Zo, nu is er eens iets ánders gezegd dan: ‘een virtuoos spel met de taal’ – zowat dé omschrijving van het werk van Pfeijffer. Want een spel is deze roman niet. Veeleer een uitdaging. Al is het een boek waarin te lachen valt. Illusies, valse perspectieven, angst, mensen die zichzelf uitvinden, een roep naar authenticiteit, dat zijn de grote thema’s van dit schitterende boek.
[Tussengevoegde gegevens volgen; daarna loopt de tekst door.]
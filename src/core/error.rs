//! Unified error handling for the community GraphRAG core.
//!
//! One crate-wide error enum covers the whole taxonomy: caller-fixable
//! configuration mistakes, unmet preconditions, missing resources, and
//! collaborator failures. Batch operations never surface these as a whole;
//! they report per-item results instead.

use std::time::Duration;

use thiserror::Error;

/// Main error type for the community GraphRAG core.
#[derive(Debug, Error)]
pub enum GraphRagError {
    /// Invalid algorithm, level, strategy, or configuration value.
    /// Caller-fixable; never retried.
    #[error("configuration error: {message}")]
    Config {
        /// What was invalid and what the acceptable values are.
        message: String,
    },

    /// The graph snapshot has no nodes, so there is nothing to partition.
    #[error("empty graph: snapshot {version} contains no nodes")]
    EmptyGraph {
        /// Version of the offending snapshot.
        version: String,
    },

    /// An operation needs a partition but detection has never run.
    #[error("not ready: no community partition installed; run detect_communities first")]
    NotReady,

    /// A referenced resource does not exist in the active version.
    #[error("{resource} not found: {id}")]
    NotFound {
        /// Resource kind, e.g. "community".
        resource: String,
        /// The identifier that failed to resolve.
        id: String,
    },

    /// The text-generation output could not be parsed into a structured
    /// summary, even after the stricter retry prompt.
    #[error("summary generation failed for community {community_id}: {message}")]
    SummaryGeneration {
        /// Community whose summary could not be produced.
        community_id: u64,
        /// Why parsing failed.
        message: String,
    },

    /// Text-generation collaborator failure (after the one-retry policy).
    #[error("generation error: {message}")]
    Generation {
        /// Underlying failure description.
        message: String,
    },

    /// Graph storage collaborator failure. Storage is inside the trust
    /// boundary, so these propagate without implicit retry.
    #[error("storage error: {message}")]
    Storage {
        /// Underlying failure description.
        message: String,
    },

    /// A bounded operation exceeded its deadline.
    #[error("operation '{operation}' timed out after {duration:?}")]
    Timeout {
        /// Operation name for diagnostics.
        operation: String,
        /// The deadline that was exceeded.
        duration: Duration,
    },

    /// I/O failure, typically while loading configuration.
    #[error("i/o error: {0}")]
    Io(#[from] std::io::Error),

    /// JSON decode failure outside the summary-parse retry path.
    #[error("json error: {0}")]
    Json(#[from] serde_json::Error),
}

impl GraphRagError {
    /// Shorthand for a configuration error.
    pub fn config(message: impl Into<String>) -> Self {
        GraphRagError::Config {
            message: message.into(),
        }
    }

    /// Whether the caller may reasonably retry the same call unchanged.
    /// Configuration and precondition errors need a different call instead.
    pub fn is_retryable(&self) -> bool {
        matches!(
            self,
            GraphRagError::Generation { .. }
                | GraphRagError::Timeout { .. }
                | GraphRagError::Storage { .. }
        )
    }

    /// Error category for logging and metrics.
    pub fn category(&self) -> &'static str {
        match self {
            GraphRagError::Config { .. } => "config",
            GraphRagError::EmptyGraph { .. } => "empty_graph",
            GraphRagError::NotReady => "not_ready",
            GraphRagError::NotFound { .. } => "not_found",
            GraphRagError::SummaryGeneration { .. } => "summary_generation",
            GraphRagError::Generation { .. } => "generation",
            GraphRagError::Storage { .. } => "storage",
            GraphRagError::Timeout { .. } => "timeout",
            GraphRagError::Io(_) => "io",
            GraphRagError::Json(_) => "json",
        }
    }
}

/// Convenient Result alias used throughout the crate.
pub type Result<T> = std::result::Result<T, GraphRagError>;

#[cfg(test)]
mod tests {
    use super::*;

    #[test]
    fn display_includes_context() {
        let err = GraphRagError::NotFound {
            resource: "community".to_string(),
            id: "42".to_string(),
        };
        assert_eq!(format!("{err}"), "community not found: 42");
    }

    #[test]
    fn retryability_split() {
        assert!(!GraphRagError::config("bad algorithm").is_retryable());
        assert!(!GraphRagError::NotReady.is_retryable());
        assert!(GraphRagError::Generation {
            message: "connection reset".to_string()
        }
        .is_retryable());
    }

    #[test]
    fn categories_are_stable() {
        let err = GraphRagError::EmptyGraph {
            version: "v1".to_string(),
        };
        assert_eq!(err.category(), "empty_graph");
    }
}
//! Community-centric GraphRAG core.
//!
//! Turns a property graph into an answerable knowledge base in three steps:
//! partition the graph into communities, summarize each community with a
//! language model (cached per graph version), and route questions to the
//! community summaries most likely to answer them.
//!
//! [`GraphRagEngine`] is the front door. It owns the snapshot lifecycle, the
//! versioned community store, the summary cache, and the QA routing; the
//! individual modules stay usable on their own for embedders that want less.
//!
//! ```no_run
//! use std::sync::Arc;
//! use graphrag_communities::config::Config;
//! use graphrag_communities::core::{Edge, Node};
//! use graphrag_communities::ollama::{OllamaClient, OllamaConfig};
//! use graphrag_communities::storage::MemoryGraphStorage;
//! use graphrag_communities::GraphRagEngine;
//!
//! # async fn run() -> graphrag_communities::core::Result<()> {
//! let storage = Arc::new(MemoryGraphStorage::new());
//! storage.upsert_node(Node::new("ada", "Person"));
//! storage.upsert_node(Node::new("acme", "Organization"));
//! storage.upsert_edge(Edge::new("e1", "ada", "acme", "WORKS_FOR"))?;
//!
//! let llm = Arc::new(OllamaClient::new(OllamaConfig::default()));
//! let engine = GraphRagEngine::new(storage, llm, Config::default())?;
//!
//! let report = engine.detect_communities(None, None).await?;
//! println!("{} communities at {}", report.community_count, report.store_version);
//! let answer = engine.answer("Where does Ada work?", None).await?;
//! println!("{}", answer.answer_text);
//! # Ok(())
//! # }
//! ```

pub mod config;
pub mod core;
pub mod detection;
pub mod generation;
pub mod graph;
pub mod ollama;
pub mod query;
pub mod storage;
pub mod store;
pub mod summarize;

use std::sync::Arc;

use parking_lot::RwLock;
use serde::{Deserialize, Serialize};

use crate::config::Config;
use crate::core::{CommunityId, GraphRagError, GraphVersion, Result};
use crate::detection::{Algorithm, Community, CommunityDetector, PartitionResult};
use crate::generation::LanguageModel;
use crate::graph::GraphSnapshot;
use crate::query::{Answer, QaEngine, Strategy};
use crate::storage::GraphStorage;
use crate::store::{CommunityStore, InstalledPartition, PartitionDiff, StoreVersion};
use crate::summarize::{BatchReport, CommunitySummarizer, Summary, SummaryLevel};

/// Commonly used types in one import.
pub mod prelude {
    pub use crate::config::Config;
    pub use crate::core::{
        CommunityId, Edge, GraphRagError, GraphVersion, Node, NodeId, Result,
    };
    pub use crate::detection::{Algorithm, Community, PartitionResult};
    pub use crate::query::{Answer, RelevantCommunity, Strategy};
    pub use crate::storage::{GraphStorage, MemoryGraphStorage};
    pub use crate::store::StoreVersion;
    pub use crate::summarize::{BatchReport, Summary, SummaryLevel};
    pub use crate::{DetectionReport, GraphRagEngine};
}

/// Outcome of one [`GraphRagEngine::detect_communities`] run.
#[derive(Debug, Clone, Serialize, Deserialize)]
pub struct DetectionReport {
    /// Store version the partition was installed under.
    pub store_version: StoreVersion,
    /// Snapshot version the partition was computed from.
    pub graph_version: GraphVersion,
    /// Algorithm that ran.
    pub algorithm: Algorithm,
    /// Number of communities found.
    pub community_count: usize,
    /// Modularity of the partition.
    pub modularity: f64,
    /// True when the result is the single-community convergence fallback.
    pub degraded: bool,
    /// Movement against the previously installed partition, when one exists.
    pub diff: Option<PartitionDiff>,
}

/// Orchestrates snapshotting, detection, summarization, and QA.
///
/// Cheap to share behind an `Arc`; every method takes `&self`. Detection is
/// the single writer of the snapshot and the store; everything else reads.
pub struct GraphRagEngine {
    storage: Arc<dyn GraphStorage>,
    config: Config,
    detector: CommunityDetector,
    store: CommunityStore,
    summarizer: CommunitySummarizer,
    qa: QaEngine,
    snapshot: RwLock<Option<Arc<GraphSnapshot>>>,
}

impl GraphRagEngine {
    /// Creates an engine over the given storage and model backends.
    pub fn new(
        storage: Arc<dyn GraphStorage>,
        llm: Arc<dyn LanguageModel>,
        config: Config,
    ) -> Result<Self> {
        config.validate()?;
        Ok(Self {
            storage,
            detector: CommunityDetector::new(config.detection.tuning.clone()),
            store: CommunityStore::new(),
            summarizer: CommunitySummarizer::new(Arc::clone(&llm), config.summarizer.clone()),
            qa: QaEngine::new(llm, config.qa.clone()),
            config,
            snapshot: RwLock::new(None),
        })
    }

    /// Pulls a fresh snapshot from storage and makes it current.
    pub async fn refresh_snapshot(&self) -> Result<Arc<GraphSnapshot>> {
        let snapshot = GraphSnapshot::from_storage(self.storage.as_ref()).await?;
        *self.snapshot.write() = Some(Arc::clone(&snapshot));
        Ok(snapshot)
    }

    /// Detects communities on a fresh snapshot and installs the result.
    ///
    /// `algorithm` and `resolution` fall back to the configured defaults.
    /// Old summaries are not purged; their cache keys carry the old graph
    /// version and simply stop matching.
    pub async fn detect_communities(
        &self,
        algorithm: Option<Algorithm>,
        resolution: Option<f64>,
    ) -> Result<DetectionReport> {
        let snapshot = self.refresh_snapshot().await?;
        let algorithm = algorithm.unwrap_or(self.config.detection.algorithm);
        let resolution = resolution.unwrap_or(self.config.detection.resolution);

        let partition = self.detector.detect(&snapshot, algorithm, resolution)?;
        let previous = self.store.current_version();

        let community_count = partition.communities.len();
        let modularity = partition.modularity;
        let degraded = partition.degraded;
        let graph_version = partition.graph_version.clone();
        let store_version = self.store.install(partition);

        let diff = match previous {
            Some(previous) => Some(self.store.diff(previous, store_version)?),
            None => None,
        };

        Ok(DetectionReport {
            store_version,
            graph_version,
            algorithm,
            community_count,
            modularity,
            degraded,
            diff,
        })
    }

    /// The active partition. Fails until the first detection run.
    pub fn active_partition(&self) -> Result<Arc<InstalledPartition>> {
        self.store.active()
    }

    /// Active communities, largest first.
    pub fn communities(&self) -> Result<Vec<Community>> {
        self.store.communities()
    }

    /// A community from the active partition.
    pub fn get_community(&self, id: CommunityId) -> Result<Community> {
        self.store.get_community(id)
    }

    /// Membership movement between two installed store versions.
    pub fn diff(&self, from: StoreVersion, to: StoreVersion) -> Result<PartitionDiff> {
        self.store.diff(from, to)
    }

    /// Summarizes one active community at the given level.
    pub async fn summarize_community(
        &self,
        id: CommunityId,
        level: SummaryLevel,
    ) -> Result<Arc<Summary>> {
        let (snapshot, community) = self.partition_context(id)?;
        self.summarizer.summarize(&snapshot, &community, level).await
    }

    /// Summarizes every active community with bounded concurrency.
    pub async fn summarize_all(&self, level: Option<SummaryLevel>) -> Result<BatchReport> {
        let level = level
            .or(self.config.summary_level)
            .unwrap_or(SummaryLevel::Detailed);
        let active = self.store.active()?;
        let snapshot = self.snapshot_for(&active.partition)?;
        Ok(self
            .summarizer
            .summarize_all(&snapshot, &active.partition.communities, level)
            .await)
    }

    /// Answers a question against the active partition.
    pub async fn answer(&self, question: &str, strategy: Option<Strategy>) -> Result<Answer> {
        let active = self.store.active()?;
        let snapshot = self.snapshot_for(&active.partition)?;
        self.qa
            .answer(&snapshot, &active.partition, &self.summarizer, question, strategy)
            .await
    }

    /// Number of cached summaries, across graph versions.
    pub fn summary_cache_len(&self) -> usize {
        self.summarizer.cache_len()
    }

    fn partition_context(&self, id: CommunityId) -> Result<(Arc<GraphSnapshot>, Community)> {
        let active = self.store.active()?;
        let snapshot = self.snapshot_for(&active.partition)?;
        let community = self.store.get_community(id)?;
        Ok((snapshot, community))
    }

    /// The snapshot a partition was computed from. Detection installs both
    /// under the same lock discipline, so a mismatch means the caller raced
    /// a refresh; the partition's own version wins.
    fn snapshot_for(&self, partition: &PartitionResult) -> Result<Arc<GraphSnapshot>> {
        let snapshot = self
            .snapshot
            .read()
            .clone()
            .ok_or(GraphRagError::NotReady)?;
        if snapshot.version() != &partition.graph_version {
            return Err(GraphRagError::NotReady);
        }
        Ok(snapshot)
    }
}
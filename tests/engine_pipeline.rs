//! End-to-end pipeline tests: storage -> snapshot -> detection -> store ->
//! summaries -> answers, with a scripted model standing in for the LLM.

use std::sync::Arc;

use graphrag_communities::config::Config;
use graphrag_communities::generation::MockLanguageModel;
use graphrag_communities::prelude::*;

fn init_tracing() {
    let _ = tracing_subscriber::fmt().with_test_writer().try_init();
}

fn named(id: &str, name: &str, node_type: &str) -> Node {
    let mut node = Node::new(id, node_type);
    node.properties.insert("name".to_string(), name.into());
    node
}

/// A small social graph: a connected chain alice-bob-carol plus the isolated
/// node dana.
fn seeded_storage() -> Arc<MemoryGraphStorage> {
    let storage = Arc::new(MemoryGraphStorage::new());
    storage.upsert_node(named("a", "Alice", "Person"));
    storage.upsert_node(named("b", "Bob", "Person"));
    storage.upsert_node(named("c", "Carol", "Person"));
    storage.upsert_node(named("d", "Dana", "Person"));
    storage
        .upsert_edge(Edge::new("e1", "a", "b", "KNOWS"))
        .unwrap();
    storage
        .upsert_edge(Edge::new("e2", "b", "c", "KNOWS"))
        .unwrap();
    storage
}

fn summary_json() -> String {
    r#"{"title": "Alice's circle", "summary": "Alice, Bob and Carol form a chain of acquaintances.",
        "key_entities": ["Alice", "Bob", "Carol"], "main_topics": ["friendship"]}"#
        .to_string()
}

fn engine(storage: Arc<MemoryGraphStorage>, llm: Arc<MockLanguageModel>) -> GraphRagEngine {
    let mut config = Config::default();
    config.detection.tuning.seed = Some(42);
    GraphRagEngine::new(storage, llm, config).unwrap()
}

#[tokio::test]
async fn detect_summarize_answer_round_trip() {
    init_tracing();
    let storage = seeded_storage();
    let llm = Arc::new(MockLanguageModel::always(summary_json()));
    let engine = engine(storage, llm);

    let report = engine.detect_communities(None, None).await.unwrap();
    assert_eq!(report.community_count, 2);
    assert!(!report.degraded);

    // The chain clusters together; the isolate stays alone. communities()
    // orders largest first.
    let communities = engine.communities().unwrap();
    assert_eq!(communities[0].size(), 3);
    assert_eq!(communities[1].size(), 1);
    assert!(communities[0]
        .member_node_ids
        .contains(&NodeId::from("b")));

    let batch = engine.summarize_all(Some(SummaryLevel::Brief)).await.unwrap();
    assert!(batch.is_complete());
    assert_eq!(batch.successful.len(), 2);

    let answer = engine.answer("Who does Alice know?", None).await.unwrap();
    assert!(!answer.fell_back);
    assert!(answer.confidence > 0.0);
    assert!(answer
        .relevant_communities
        .iter()
        .any(|rc| rc.id == communities[0].id && rc.score > 0.0));
}

#[tokio::test]
async fn summaries_are_cached_per_graph_version() {
    let storage = seeded_storage();
    let llm = Arc::new(MockLanguageModel::always(summary_json()));
    let engine = engine(storage.clone(), llm.clone());

    engine.detect_communities(None, None).await.unwrap();
    let communities = engine.communities().unwrap();
    let target = communities[0].id;

    let first = engine
        .summarize_community(target, SummaryLevel::Detailed)
        .await
        .unwrap();
    let calls_after_first = llm.call_count();
    let second = engine
        .summarize_community(target, SummaryLevel::Detailed)
        .await
        .unwrap();

    // Same Arc served, no extra model call.
    assert!(Arc::ptr_eq(&first, &second));
    assert_eq!(llm.call_count(), calls_after_first);

    // Re-detecting an unchanged graph keeps the same content version, so the
    // cache stays warm.
    engine.detect_communities(None, None).await.unwrap();
    let communities = engine.communities().unwrap();
    let third = engine
        .summarize_community(communities[0].id, SummaryLevel::Detailed)
        .await
        .unwrap();
    assert_eq!(third.graph_version, first.graph_version);
    assert_eq!(llm.call_count(), calls_after_first);
}

#[tokio::test]
async fn topology_change_invalidates_summaries() {
    init_tracing();
    let storage = seeded_storage();
    let llm = Arc::new(MockLanguageModel::always(summary_json()));
    let engine = engine(storage.clone(), llm.clone());

    engine.detect_communities(None, None).await.unwrap();
    let target = engine.communities().unwrap()[0].id;
    engine
        .summarize_community(target, SummaryLevel::Brief)
        .await
        .unwrap();
    let calls_before = llm.call_count();

    // Connect Dana into the chain: membership changes, version changes.
    storage
        .upsert_edge(Edge::new("e3", "c", "d", "KNOWS"))
        .unwrap();
    let report = engine.detect_communities(None, None).await.unwrap();
    let dana = engine
        .active_partition()
        .unwrap()
        .partition
        .community_of(&NodeId::from("d"))
        .cloned()
        .unwrap();
    assert!(dana.size() >= 2, "dana should no longer be isolated");
    assert!(report.diff.is_some());

    let target = engine.communities().unwrap()[0].id;
    engine
        .summarize_community(target, SummaryLevel::Brief)
        .await
        .unwrap();
    // Fresh generation against the new snapshot version.
    assert!(llm.call_count() > calls_before);
}

#[tokio::test]
async fn answer_sources_match_used_communities() {
    let storage = seeded_storage();
    let llm = Arc::new(MockLanguageModel::always(summary_json()));
    let engine = engine(storage, llm);

    engine.detect_communities(None, None).await.unwrap();
    let answer = engine.answer("Who does Bob know?", None).await.unwrap();

    // Every community that fed the context is listed, and every node id
    // serialized into the context is attributed as a source.
    for rc in &answer.relevant_communities {
        let community = engine.get_community(rc.id).unwrap();
        assert!(answer
            .sources
            .iter()
            .any(|s| s.contains(&format!("community {}", rc.id))));
        for member in &community.member_node_ids {
            assert!(
                answer.sources.contains(&format!("node {member}")),
                "member {member} fed the context but is not attributed"
            );
        }
    }
}

#[tokio::test]
async fn isolated_node_question_routes_to_its_singleton() {
    let storage = seeded_storage();
    let llm = Arc::new(MockLanguageModel::always(summary_json()));
    let engine = engine(storage, llm);
    engine.detect_communities(None, None).await.unwrap();

    let answer = engine.answer("Tell me about Dana", None).await.unwrap();
    assert!(!answer.fell_back);

    // Only Dana's singleton community matches the question.
    assert_eq!(answer.relevant_communities.len(), 1);
    let rc = &answer.relevant_communities[0];
    assert!(rc.score > 0.0);
    let community = engine.get_community(rc.id).unwrap();
    assert_eq!(community.size(), 1);
    assert!(community.member_node_ids.contains(&NodeId::from("d")));

    // Both the community and the isolated node itself appear as sources.
    assert!(answer
        .sources
        .iter()
        .any(|s| s.contains(&format!("community {}", rc.id))));
    assert!(answer.sources.contains(&"node d".to_string()));

    // One sparse singleton cannot cover much of the question.
    assert!(answer.confidence > 0.0 && answer.confidence < 0.5);
}

#[tokio::test]
async fn irrelevant_question_sets_the_fallback_flag() {
    let storage = seeded_storage();
    let llm = Arc::new(MockLanguageModel::always(summary_json()));
    let engine = engine(storage, llm);

    engine.detect_communities(None, None).await.unwrap();
    let answer = engine
        .answer("Explain transfinite ordinal arithmetic.", None)
        .await
        .unwrap();
    assert!(answer.fell_back);
    assert_eq!(answer.sources, vec!["global graph overview".to_string()]);
}

#[tokio::test]
async fn batch_failures_do_not_poison_the_cache() {
    let storage = seeded_storage();
    // Summaries never parse: prose only, both attempts per community.
    let llm = Arc::new(MockLanguageModel::always("no json here".to_string()));
    let engine = engine(storage, llm);

    engine.detect_communities(None, None).await.unwrap();
    let batch = engine.summarize_all(Some(SummaryLevel::Brief)).await.unwrap();
    assert!(batch.successful.is_empty());
    assert_eq!(batch.failed.len(), 2);
    assert_eq!(engine.summary_cache_len(), 0);
}

#[tokio::test]
async fn explicit_algorithm_and_resolution_override_config() {
    let storage = seeded_storage();
    let llm = Arc::new(MockLanguageModel::always(summary_json()));
    let engine = engine(storage, llm);

    let report = engine
        .detect_communities(Some(Algorithm::Leiden), Some(1.5))
        .await
        .unwrap();
    assert_eq!(report.algorithm, Algorithm::Leiden);
    assert!(report.modularity >= -1.0 && report.modularity <= 1.0);
}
‘In hoeverre maken mensen van zichzelf een personage en van hun leven een goed verhaal?’ luidt de ondertoon. Pfeijffer voert 29 personages op; het ene al fictiever dan het andere, het ene al strijdlustiger tegenover de auteur dan het andere. Hij laat ze ruzie maken en de auteur ter discussie stellen. Figuranten komen in opstand. Het verhaal regeert, wordt geanalyseerd en gecomponeerd. Grote verhalen, er is blijkbaar nood aan, maar de worm zit er goed in. Het ware leven als een vertelling. ‘Iets echt, dat willen de mensen lezen.’ Maar wat is echt?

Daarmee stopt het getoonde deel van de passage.